Ayuso tem todo o poder
As coisas mudaram muito no PP atual, mas o esquema se repete de alguma forma. Ayuso arrasa e tem todo o poder em Madri, a comunidade mais rica da Espanha e a que acumula mais peso político e midiático, visto que é a capital política e financeira e a sede dos principais meios de comunicação do país. Enquanto isso, Pablo Casado sofre na oposição, sem opções claras de voltar ao Governo, com um peso muito reduzido na Câmara, apesar de que, com a repetição das eleições de 2019, passou de 66 para 89 cadeiras, e com um profundo questionamento interno, semelhante ao que Rajoy sofria em 2008. Casado perdeu duas vezes, mas no mesmo ano, e tudo indica que ele tem força interna suficiente para chegar às próximas eleições, onde terá sua prova de fogo.

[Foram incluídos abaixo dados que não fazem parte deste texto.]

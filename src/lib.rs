//! dolphie-pg: a resilient PostgreSQL session for a monitoring front end.
//!
//! The crate is layered bottom-up:
//!
//! * [`protocol`]: frontend/backend message codec
//! * [`auth`]: MD5 and SCRAM-SHA-256 password exchanges
//! * [`connection`]: one native connection (TCP, TLS, Unix socket)
//! * [`driver`]: the `Connector` / `DriverConnection` seam and its
//!   production implementation over [`connection`]
//! * [`session`]: retry, backoff and reconnect on top of any `Connector`
//! * [`config`]: session settings and `postgres://` URL parsing
//!
//! ```ignore
//! use dolphie_pg::{PgConnector, Session, SessionConfig, TracingNotifier};
//! use std::sync::Arc;
//!
//! let config = SessionConfig::builder().host("localhost").user("postgres").build();
//! let session = Session::start(PgConnector::new(), config, Arc::new(TracingNotifier)).await?;
//! session.execute("SELECT 1", &[]).await?;
//! let row = session.fetch_one().await;
//! ```

#![warn(missing_docs)]

pub mod auth;
pub mod config;
pub mod connection;
pub mod driver;
pub mod error;
pub mod metrics;
pub mod protocol;
pub mod session;

pub use config::{SessionConfig, SessionConfigBuilder, TlsOptions};
pub use driver::{
    is_connection_error, Column, ConnectParams, Connector, DriverConnection, DriverError, Endpoint,
    ErrorKind, Param, PgConnection, PgConnector, QueryResult, Row, TlsParams,
};
pub use error::{Error, Result, ServerError};
pub use session::{Notifier, RetryPolicy, Session, Severity, TracingNotifier, QUERY_MARKER};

A grande diferença em relação a Rajoy é que Casado pôs Díaz Ayuso nessa candidatura, ela lhe deve o cargo, enquanto Aguirre vinha da época de José María Aznar e nunca se considerou em débito com Rajoy, mas sim uma rival política. No PP, muitos temem que Ayuso e seu braço direito, Miguel Ángel Rodríguez, encorajados por esta vitória, rompam os laços com Casado e até pensem em substituí-lo em algum momento, caso sua liderança não se consolide. Ou seja, Ayuso se tornará uma nova Aguirre para todos os efeitos. Mas tanto no entorno de Casado como no de Ayuso insistem que quem diz isso não conhece a verdadeira relação política e pessoal entre ambos e, acima de tudo, enfatizam que Ayuso só conseguiu apoio político para dois anos e agora tem que se preparar em uma espécie de campanha permanente —que é o que tem dominado seu mandato— para pensar em consolidar esse poder nas eleições de 2023, e não perdê-lo para a esquerda, como também fechar o caminho para o Vox.

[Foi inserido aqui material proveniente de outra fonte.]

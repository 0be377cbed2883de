//! Protocol message types

use bytes::Bytes;

/// Frontend message (client → server)
#[derive(Debug, Clone)]
pub enum FrontendMessage {
    /// Startup message
    Startup {
        /// Protocol version
        version: i32,
        /// Connection parameters
        params: Vec<(String, String)>,
    },

    /// SSLRequest message (TLS negotiation)
    SslRequest,

    /// Password message (cleartext or md5-hashed)
    Password(String),

    /// SASL initial response message
    SaslInitialResponse {
        /// SASL mechanism name (e.g., "SCRAM-SHA-256")
        mechanism: String,
        /// SASL client first message data
        data: Vec<u8>,
    },

    /// SASL response message
    SaslResponse {
        /// SASL client final message data
        data: Vec<u8>,
    },

    /// Simple query
    Query(String),

    /// Parse into the unnamed prepared statement
    Parse {
        /// SQL text with `$n` placeholders
        query: String,
    },

    /// Bind text-format parameters to the unnamed portal
    Bind {
        /// Parameter values in text format (`None` is SQL NULL)
        params: Vec<Option<String>>,
    },

    /// Describe the unnamed portal
    DescribePortal,

    /// Execute the unnamed portal without a row limit
    Execute,

    /// Sync (end of an extended-protocol cycle)
    Sync,

    /// Terminate message
    Terminate,
}

/// Backend message (server → client)
#[derive(Debug, Clone)]
pub enum BackendMessage {
    /// Authentication request
    Authentication(AuthenticationMessage),

    /// Backend key data (for cancellation)
    BackendKeyData {
        /// Process ID
        process_id: i32,
        /// Secret key
        secret_key: i32,
    },

    /// Parse complete
    ParseComplete,

    /// Bind complete
    BindComplete,

    /// Close complete
    CloseComplete,

    /// Statement produces no rows
    NoData,

    /// Portal suspended (row limit reached)
    PortalSuspended,

    /// Parameter type OIDs of a prepared statement
    ParameterDescription(Vec<u32>),

    /// Command complete with its tag (e.g. `UPDATE 3`)
    CommandComplete(String),

    /// Empty query string was submitted
    EmptyQueryResponse,

    /// Data row
    DataRow(Vec<Option<Bytes>>),

    /// Error response
    ErrorResponse(ErrorFields),

    /// Notice response
    NoticeResponse(ErrorFields),

    /// Asynchronous notification
    NotificationResponse {
        /// Notifying backend's process ID
        process_id: i32,
        /// Channel name
        channel: String,
        /// Payload
        payload: String,
    },

    /// Parameter status
    ParameterStatus {
        /// Parameter name
        name: String,
        /// Parameter value
        value: String,
    },

    /// Ready for query
    ReadyForQuery {
        /// Transaction status
        status: u8,
    },

    /// Row description
    RowDescription(Vec<FieldDescription>),
}

/// Authentication message types
#[derive(Debug, Clone)]
pub enum AuthenticationMessage {
    /// Authentication OK
    Ok,

    /// Cleartext password required
    CleartextPassword,

    /// MD5 password required
    Md5Password {
        /// Salt for MD5 hash
        salt: [u8; 4],
    },

    /// SASL authentication mechanisms available (Postgres 10+)
    Sasl {
        /// List of SASL mechanism names (e.g., ["SCRAM-SHA-256"])
        mechanisms: Vec<String>,
    },

    /// SASL continuation message (server challenge)
    SaslContinue {
        /// SASL server first/continue message data
        data: Vec<u8>,
    },

    /// SASL final message (server verification)
    SaslFinal {
        /// SASL server final message data
        data: Vec<u8>,
    },
}

/// Field description (column metadata)
#[derive(Debug, Clone)]
pub struct FieldDescription {
    /// Column name
    pub name: String,
    /// Table OID (0 if not a table column)
    pub table_oid: i32,
    /// Column attribute number (0 if not a table column)
    pub column_attr: i16,
    /// Data type OID
    pub type_oid: u32,
    /// Data type size
    pub type_size: i16,
    /// Type modifier
    pub type_modifier: i32,
    /// Format code (0 = text, 1 = binary)
    pub format_code: i16,
}

/// Error/notice fields
#[derive(Debug, Clone, Default)]
pub struct ErrorFields {
    /// Severity (ERROR, FATAL, WARNING, ...)
    pub severity: Option<String>,
    /// SQLSTATE code
    pub code: Option<String>,
    /// Human-readable message
    pub message: Option<String>,
    /// Additional detail
    pub detail: Option<String>,
    /// Hint
    pub hint: Option<String>,
    /// Position in query string
    pub position: Option<String>,
}

impl std::fmt::Display for ErrorFields {
    fn fmt(&self, f: &mut std::fmt::Formatter<'_>) -> std::fmt::Result {
        if let Some(ref severity) = self.severity {
            write!(f, "{}:  ", severity)?;
        }
        if let Some(ref msg) = self.message {
            write!(f, "{}", msg)?;
        }
        if let Some(ref code) = self.code {
            write!(f, " ({})", code)?;
        }
        Ok(())
    }
}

Ayuso é um fenómeno político muito particular porque foi escolhida por Casado sobretudo por ser sua grande amiga e uma pessoa que ele considerava fiel e à prova de tudo. Ao escolhê-la, Casado passava por um momento de grande fraqueza interna e usou seu poder para colocar pessoas fiéis em lugares estratégicos. O de Madri era fundamental. No entanto, Ayuso rapidamente começou a voar sozinha, e muito mais desde que Rodríguez se tornou seu chefe de Gabinete.

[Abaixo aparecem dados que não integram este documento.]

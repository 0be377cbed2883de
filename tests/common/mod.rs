//! Scripted driver and notifier shared by the session tests

#![allow(dead_code)]

use async_trait::async_trait;
use dolphie_pg::{
    Column, ConnectParams, Connector, DriverConnection, DriverError, ErrorKind, Notifier, Param,
    QueryResult, SessionConfig, Severity,
};
use std::collections::VecDeque;
use std::sync::{Arc, Mutex, MutexGuard};
use std::time::Duration;

/// First process id handed out by the mock server
pub const FIRST_PID: i64 = 4242;

/// What the mock driver saw and what it will answer next
#[derive(Debug, Default)]
pub struct Script {
    /// Outcomes of upcoming `open` calls; empty means success
    pub opens: VecDeque<Result<(), DriverError>>,
    /// Outcomes of upcoming `execute` calls; empty means an empty command result
    pub executes: VecDeque<Result<QueryResult, DriverError>>,
    /// Outcomes of upcoming `ping` calls; empty means success
    pub pings: VecDeque<Result<(), DriverError>>,
    /// Outcome of every `set_autocommit` call
    pub autocommit_error: Option<DriverError>,
    /// Make every `close` fail
    pub close_fails: bool,
    /// Delay inside `execute`
    pub execute_delay: Option<Duration>,

    /// Number of `open` calls
    pub open_calls: usize,
    /// SQL text of every `execute` call
    pub executed: Vec<String>,
    /// Number of `ping` calls
    pub ping_calls: usize,
    /// Number of `close` calls
    pub close_calls: usize,
    /// Arguments of `set_autocommit` calls
    pub autocommit_calls: Vec<bool>,
    /// Parameters the last `open` received
    pub last_params: Option<ConnectParams>,
    next_pid: i64,
}

/// Connector whose behaviour is driven by a shared [`Script`]
#[derive(Debug, Clone, Default)]
pub struct MockConnector {
    script: Arc<Mutex<Script>>,
}

impl MockConnector {
    pub fn new() -> Self {
        Self::default()
    }

    pub fn script(&self) -> MutexGuard<'_, Script> {
        self.script.lock().unwrap()
    }

    pub fn fail_opens(&self, n: usize, kind: ErrorKind, message: &str) {
        let mut script = self.script();
        for _ in 0..n {
            script.opens.push_back(Err(DriverError::new(kind, message)));
        }
    }

    pub fn succeed_open(&self) {
        self.script().opens.push_back(Ok(()));
    }

    pub fn fail_executes(&self, n: usize, kind: ErrorKind, message: &str) {
        let mut script = self.script();
        for _ in 0..n {
            script
                .executes
                .push_back(Err(DriverError::new(kind, message)));
        }
    }

    pub fn push_result(&self, result: QueryResult) {
        self.script().executes.push_back(Ok(result));
    }

    pub fn open_calls(&self) -> usize {
        self.script().open_calls
    }

    pub fn executed(&self) -> Vec<String> {
        self.script().executed.clone()
    }

    pub fn close_calls(&self) -> usize {
        self.script().close_calls
    }
}

#[async_trait]
impl Connector for MockConnector {
    type Connection = MockConnection;

    async fn open(&self, params: &ConnectParams) -> Result<MockConnection, DriverError> {
        let mut script = self.script();
        script.open_calls += 1;
        script.last_params = Some(params.clone());
        script.opens.pop_front().unwrap_or(Ok(()))?;
        let pid = FIRST_PID + script.next_pid;
        script.next_pid += 1;
        Ok(MockConnection {
            script: self.script.clone(),
            pid,
        })
    }
}

/// Handle produced by [`MockConnector`]
#[derive(Debug)]
pub struct MockConnection {
    script: Arc<Mutex<Script>>,
    pid: i64,
}

#[async_trait]
impl DriverConnection for MockConnection {
    async fn set_autocommit(&mut self, enabled: bool) -> Result<(), DriverError> {
        let mut script = self.script.lock().unwrap();
        script.autocommit_calls.push(enabled);
        match &script.autocommit_error {
            Some(err) => Err(err.clone()),
            None => Ok(()),
        }
    }

    async fn execute(&mut self, sql: &str, _params: &[Param]) -> Result<QueryResult, DriverError> {
        let delay = self.script.lock().unwrap().execute_delay;
        if let Some(delay) = delay {
            tokio::time::sleep(delay).await;
        }
        let mut script = self.script.lock().unwrap();
        script.executed.push(sql.to_string());
        script
            .executes
            .pop_front()
            .unwrap_or_else(|| Ok(QueryResult::command(None)))
    }

    async fn ping(&mut self) -> Result<(), DriverError> {
        let mut script = self.script.lock().unwrap();
        script.ping_calls += 1;
        script.pings.pop_front().unwrap_or(Ok(()))
    }

    async fn backend_id(&mut self) -> Result<Option<i64>, DriverError> {
        Ok(Some(self.pid))
    }

    async fn close(self) -> Result<(), DriverError> {
        let mut script = self.script.lock().unwrap();
        script.close_calls += 1;
        if script.close_fails {
            Err(DriverError::new(ErrorKind::Interface, "connection already closed"))
        } else {
            Ok(())
        }
    }
}

/// One notification as received
#[derive(Debug, Clone, PartialEq)]
pub struct Notification {
    pub message: String,
    pub title: String,
    pub severity: Severity,
    pub timeout: Duration,
}

/// Notifier that keeps everything it is given
#[derive(Debug, Default)]
pub struct RecordingNotifier {
    received: Mutex<Vec<Notification>>,
}

impl RecordingNotifier {
    pub fn received(&self) -> Vec<Notification> {
        self.received.lock().unwrap().clone()
    }
}

impl Notifier for RecordingNotifier {
    fn notify(&self, message: &str, title: &str, severity: Severity, timeout: Duration) {
        self.received.lock().unwrap().push(Notification {
            message: message.to_string(),
            title: title.to_string(),
            severity,
            timeout,
        });
    }
}

/// Interactive config that does not connect on its own
pub fn config() -> SessionConfig {
    SessionConfig::builder()
        .host("db.test")
        .user("monitor")
        .password("secret")
        .auto_connect(false)
        .build()
}

/// Result set with one text column `n` holding the given values
pub fn numbers(values: &[i32]) -> QueryResult {
    QueryResult::rows(
        vec![Column::new("n", 23)],
        values.iter().map(|v| vec![Some(v.to_string())]),
    )
}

Agora, haverá uma grande prova de fogo para comprovar como se dá esse equilíbrio de poder interno entre Ayuso e Casado. Se o líder do PP permitir que a presidenta da Comunidade madrilenha assuma o controle do partido em Madri, algo que Rajoy permitiu a Aguirre, mas depois se arrependeu, isso indicará que optou por dar rédea solta ao ayusismo e ela imporá claramente a sua marca na dinâmica do PP. Se, ao contrário, decidir fazer uma espécie de contrapoder e lutar para que o PP de Madri fique nas mãos de alguém como Ana Camins, isso significará que Casado quer tentar controlar Ayuso e não cair nos erros de Rajoy com Aguirre.
Essa será a batalha interna do PP. Mas na fotografia tirada de longe, aquela que mostra os equilíbrios da política nacional, o golpe que o PP acaba de dar é muito forte e o PSOE demonstra um desgaste brutal que fará La Moncloa e a sede dos Socialistas na calle Ferraz refletirem sobre os motivos desse golpe. Dessa análise e da capacidade de virar o jogo dependerá também a estabilidade do Governo nos próximos meses, nos quais não se descarta a possibilidade de que o PP aproveite este momento de fragilidade dos socialistas para avançar nas eleições da Andaluzia, onde também poderia se reforçar claramente diante de uma esquerda que vive um momento de fragilidade, com guerras internas tanto no PSOE como na coligação Unidas Podemos.